Jenne just reminded me. Seriously, February? Where did January go? Oh yes, I've spent most of January in the abyss that is my bedroom closet finding old "treasures" I have neglected to throw away until now. Why? And no, the reason is not because I've suddenly decided to get organized. It could be because my closet doors were unable to close properly because of the junk on the floor, but that's not it either. We've decided we're going to sell our house (I accidentally wrote "seal" our house, and although I like marine biology just as much as the next person, I can't picture a house with porpoise wallpaper attracting many buyers. My typos are proving to me how long I've been away from the computer.) ANYWAY, we're going to put our house on the market pretty soon, and I'm currently horrified by the thought of people being invited to open every closet and cabinet in my house at a moments notice. So I've been busy posting our why-not-try-to-get-some-money-out-of-this junk on Craigslist and dumping our I'm-embarrassed-to-say-I-ever-owned-this junk at the Salvation Army.
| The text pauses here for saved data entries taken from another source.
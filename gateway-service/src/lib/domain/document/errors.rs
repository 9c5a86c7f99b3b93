use thiserror::Error;

/// Error for document store operations
#[derive(Debug, Clone, Error)]
pub enum DocumentError {
    #[error("Document not found: {collection}/{id}")]
    NotFound { collection: String, id: String },

    #[error("Document already exists: {collection}/{id}")]
    AlreadyExists { collection: String, id: String },

    #[error("Invalid document: {0}")]
    InvalidDocument(String),

    // Infrastructure errors
    #[error("Document store I/O error: {0}")]
    Io(String),

    #[error("Document serialization error: {0}")]
    Serialization(String),
}
pub mod document;
pub mod identity;
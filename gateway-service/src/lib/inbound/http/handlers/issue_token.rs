use axum::extract::Query;
use axum::extract::State;
use axum::http::StatusCode;
use axum::response::IntoResponse;
use axum::Json;
use chrono::DateTime;
use chrono::Utc;
use serde::Deserialize;
use serde::Serialize;

use super::ApiError;
use crate::domain::identity::models::Identity;
use crate::domain::identity::models::IdentityName;
use crate::inbound::http::router::AppState;

/// `GET /auth` — mint a token for the configured identity (or the one
/// named in the query), creating the identity record if absent.
///
/// Responds `201 Created` with the identity record including the new
/// current token. Failures propagate as structured error responses.
pub async fn issue_token(
    State(state): State<AppState>,
    Query(query): Query<IssueTokenQuery>,
) -> Result<impl IntoResponse, ApiError> {
    let name = match query.name {
        Some(name) => IdentityName::new(name)
            .map_err(|e| ApiError::UnprocessableEntity(e.to_string()))?,
        None => state.default_identity.clone(),
    };

    let identity = state.identities.issue_for_name(name).await.map_err(|e| {
        tracing::error!(error = %e, "Token issuance failed");
        ApiError::from(e)
    })?;

    Ok((
        StatusCode::CREATED,
        Json(IdentityResponseData::from(&identity)),
    ))
}

#[derive(Debug, Clone, Deserialize)]
pub struct IssueTokenQuery {
    name: Option<String>,
}

#[derive(Debug, Clone, PartialEq, Eq, Serialize)]
#[serde(rename_all = "camelCase")]
pub struct IdentityResponseData {
    pub id: String,
    pub name: String,
    pub current_token: Option<String>,
    pub created_at: DateTime<Utc>,
}

impl From<&Identity> for IdentityResponseData {
    fn from(identity: &Identity) -> Self {
        Self {
            id: identity.id.to_string(),
            name: identity.name.as_str().to_string(),
            current_token: identity.current_token.clone(),
            created_at: identity.created_at,
        }
    }
}
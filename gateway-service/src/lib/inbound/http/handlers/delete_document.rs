use axum::extract::Path;
use axum::extract::State;
use axum::Json;
use serde_json::json;
use serde_json::Value;

use super::ApiError;
use crate::inbound::http::router::AppState;

/// `DELETE /:collection/:id` — remove a document.
///
/// Responds `200` with an empty object (json-server wire compat).
pub async fn delete_document(
    State(state): State<AppState>,
    Path((collection, id)): Path<(String, String)>,
) -> Result<Json<Value>, ApiError> {
    state.documents.remove(&collection, &id).await?;
    Ok(Json(json!({})))
}
pub mod errors;
pub mod ports;
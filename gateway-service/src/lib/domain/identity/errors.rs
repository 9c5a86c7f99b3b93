use thiserror::Error;

/// Error for IdentityId parsing failures
#[derive(Debug, Clone, Error, PartialEq, Eq)]
pub enum IdentityIdError {
    #[error("Invalid UUID format: {0}")]
    InvalidFormat(String),
}

/// Error for IdentityName validation failures
#[derive(Debug, Clone, Error, PartialEq, Eq)]
pub enum IdentityNameError {
    #[error("Identity name must not be empty")]
    Empty,

    #[error("Identity name too long: maximum {max} characters, got {actual}")]
    TooLong { max: usize, actual: usize },
}

/// Top-level error for all identity and token-gate operations
#[derive(Debug, Clone, Error)]
pub enum IdentityError {
    // Value object validation errors (automatically converted via #[from])
    #[error("Invalid identity ID: {0}")]
    InvalidIdentityId(#[from] IdentityIdError),

    #[error("Invalid identity name: {0}")]
    InvalidName(#[from] IdentityNameError),

    // Authentication failures: expected conditions, all rendered as a
    // uniform 401 so the gate leaks nothing about which check failed.
    #[error("Token rejected: {0}")]
    TokenRejected(String),

    // Domain-level errors
    #[error("Identity not found: {0}")]
    NotFound(String),

    #[error("Identity name already exists: {0}")]
    NameAlreadyExists(String),

    // Token issuance failed for a non-auth reason (e.g. signing error)
    #[error("Token issuance failed: {0}")]
    IssuanceFailed(String),

    // Infrastructure errors
    #[error("Credential store error: {0}")]
    DatabaseError(String),

    #[error("Credential store timeout: {0}")]
    Timeout(String),
}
Normally the boys are not allowed in our room, not only because we're mean parents, but because it is never kid-proof. As you can tell from this picture. I was knee deep in buried treasure when Ty found the NyQuil sitting on our bathroom counter. Ty's saying "One question, Mom. Just how much alcohol is in NyQuil?" Don't worry, most of it got on his face. OH, and my carpet. Even when I'm in 100% mom-mode (and not garbage man mode) this kid gets into things. I was just getting up the other day because I heard the kids get out of bed. By the time I'd put on my slippers Ty had pulled a kitchen chair up to the counter and eaten two bananas. Two HUGE bananas. I thought he was on the first one when I came out, then realized we were missing another one. I searched around the house for the other peel (which I didn't even know he could open) and then found it placed neatly in the garbage can. How thoughtful. I was conveniently gone when Dan had to change that afternoon dirty diaper. Sorry, dude.
I could go on for hours about the other things keeping me from this blog, like Jake deciding it would be fun to stand back and try to arch his stream of pee over the potty-chair I had on there for Ty instead of taking it off and lifting the lid. Ty never goes by the way, but INSISTS on sitting there during every diaper change for approximately 0.5 seconds and then says "aw done!" and runs around the house naked until I can catch him, then screams "no diapah, mommy" and arches his back as I try to pin him down. You can tell that never gets old. Or I could tell you about Ty's anger management issues that we're trying to deal with before he becomes a homicical maniac. Or Jakes new response to my question of why he's disobeying, "Because I LOVE to disobey." Or why he's hitting his brother, "because I LOVE hitting my brother" or why he's kicking the dog "because Daddy kicks him, and because I LOVE kicking my dog."
I'd always heard staying home with your kids is a full-time job. Some days I just wish I got paid overtime.
So that's January, folks. Tune in for more adventures. Selling the house, buying a new one, keeping Ty out of mortal danger. You know, the typical day-in-the-life stuff.